■ **WORK TO BE COMPLETED**
What lines in the records below hold the string "struct"? Please show them.

■ **DATASET EXTRACT**
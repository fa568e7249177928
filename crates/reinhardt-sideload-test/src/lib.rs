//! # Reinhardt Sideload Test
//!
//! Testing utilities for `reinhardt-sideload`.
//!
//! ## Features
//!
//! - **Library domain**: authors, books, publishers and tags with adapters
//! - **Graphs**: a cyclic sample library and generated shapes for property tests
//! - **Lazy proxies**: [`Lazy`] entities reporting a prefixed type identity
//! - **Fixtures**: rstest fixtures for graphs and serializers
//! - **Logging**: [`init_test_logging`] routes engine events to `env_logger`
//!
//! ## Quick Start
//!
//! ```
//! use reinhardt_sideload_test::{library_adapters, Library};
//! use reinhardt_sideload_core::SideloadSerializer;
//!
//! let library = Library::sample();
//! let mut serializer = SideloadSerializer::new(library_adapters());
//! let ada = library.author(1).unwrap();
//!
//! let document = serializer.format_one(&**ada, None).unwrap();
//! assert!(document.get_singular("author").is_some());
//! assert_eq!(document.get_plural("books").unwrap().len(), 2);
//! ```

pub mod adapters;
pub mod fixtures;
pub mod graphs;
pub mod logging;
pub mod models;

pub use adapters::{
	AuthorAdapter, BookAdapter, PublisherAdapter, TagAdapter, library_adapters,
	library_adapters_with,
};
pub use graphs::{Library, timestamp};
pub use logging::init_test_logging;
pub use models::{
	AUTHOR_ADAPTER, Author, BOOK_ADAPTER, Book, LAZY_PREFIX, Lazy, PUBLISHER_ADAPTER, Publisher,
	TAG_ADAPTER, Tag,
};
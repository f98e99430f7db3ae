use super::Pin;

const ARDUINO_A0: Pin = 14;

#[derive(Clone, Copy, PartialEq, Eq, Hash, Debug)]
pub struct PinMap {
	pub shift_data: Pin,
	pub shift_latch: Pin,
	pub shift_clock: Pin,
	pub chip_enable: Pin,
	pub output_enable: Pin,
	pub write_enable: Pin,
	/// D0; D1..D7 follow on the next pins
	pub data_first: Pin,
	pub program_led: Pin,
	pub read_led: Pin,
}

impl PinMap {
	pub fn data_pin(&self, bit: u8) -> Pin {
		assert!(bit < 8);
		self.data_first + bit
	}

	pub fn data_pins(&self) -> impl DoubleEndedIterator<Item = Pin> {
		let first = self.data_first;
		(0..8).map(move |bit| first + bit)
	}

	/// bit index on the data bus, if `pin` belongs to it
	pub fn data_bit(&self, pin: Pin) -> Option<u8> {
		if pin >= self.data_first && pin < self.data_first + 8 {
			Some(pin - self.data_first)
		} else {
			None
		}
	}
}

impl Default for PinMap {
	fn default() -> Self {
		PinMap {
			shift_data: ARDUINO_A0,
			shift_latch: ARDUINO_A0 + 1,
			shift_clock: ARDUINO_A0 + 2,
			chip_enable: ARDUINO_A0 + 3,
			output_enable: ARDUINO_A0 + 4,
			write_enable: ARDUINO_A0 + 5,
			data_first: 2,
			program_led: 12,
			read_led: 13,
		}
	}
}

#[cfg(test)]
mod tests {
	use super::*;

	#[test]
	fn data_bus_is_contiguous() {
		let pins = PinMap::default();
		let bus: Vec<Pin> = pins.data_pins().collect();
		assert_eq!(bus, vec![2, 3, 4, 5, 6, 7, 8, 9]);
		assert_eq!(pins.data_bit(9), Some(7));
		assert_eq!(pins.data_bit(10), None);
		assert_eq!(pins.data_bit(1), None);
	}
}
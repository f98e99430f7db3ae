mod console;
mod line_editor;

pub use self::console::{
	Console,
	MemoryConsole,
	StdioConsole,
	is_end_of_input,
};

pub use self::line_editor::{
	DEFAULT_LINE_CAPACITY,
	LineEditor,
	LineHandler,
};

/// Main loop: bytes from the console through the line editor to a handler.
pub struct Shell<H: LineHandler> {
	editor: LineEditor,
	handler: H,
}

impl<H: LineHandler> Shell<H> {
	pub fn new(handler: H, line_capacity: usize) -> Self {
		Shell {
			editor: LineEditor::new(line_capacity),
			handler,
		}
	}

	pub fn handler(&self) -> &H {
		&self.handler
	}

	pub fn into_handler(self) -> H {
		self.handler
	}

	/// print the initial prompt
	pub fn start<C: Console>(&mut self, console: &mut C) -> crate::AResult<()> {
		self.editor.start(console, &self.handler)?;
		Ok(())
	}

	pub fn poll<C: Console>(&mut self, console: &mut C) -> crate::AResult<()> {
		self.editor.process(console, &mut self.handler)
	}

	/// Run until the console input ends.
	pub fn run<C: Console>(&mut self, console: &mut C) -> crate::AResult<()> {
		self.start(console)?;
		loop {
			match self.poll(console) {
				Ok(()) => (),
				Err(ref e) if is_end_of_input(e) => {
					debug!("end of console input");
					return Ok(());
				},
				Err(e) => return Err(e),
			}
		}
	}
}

■ **TASK OUTPUT**
pub struct PinMap {
pub struct Shell<H: LineHandler> {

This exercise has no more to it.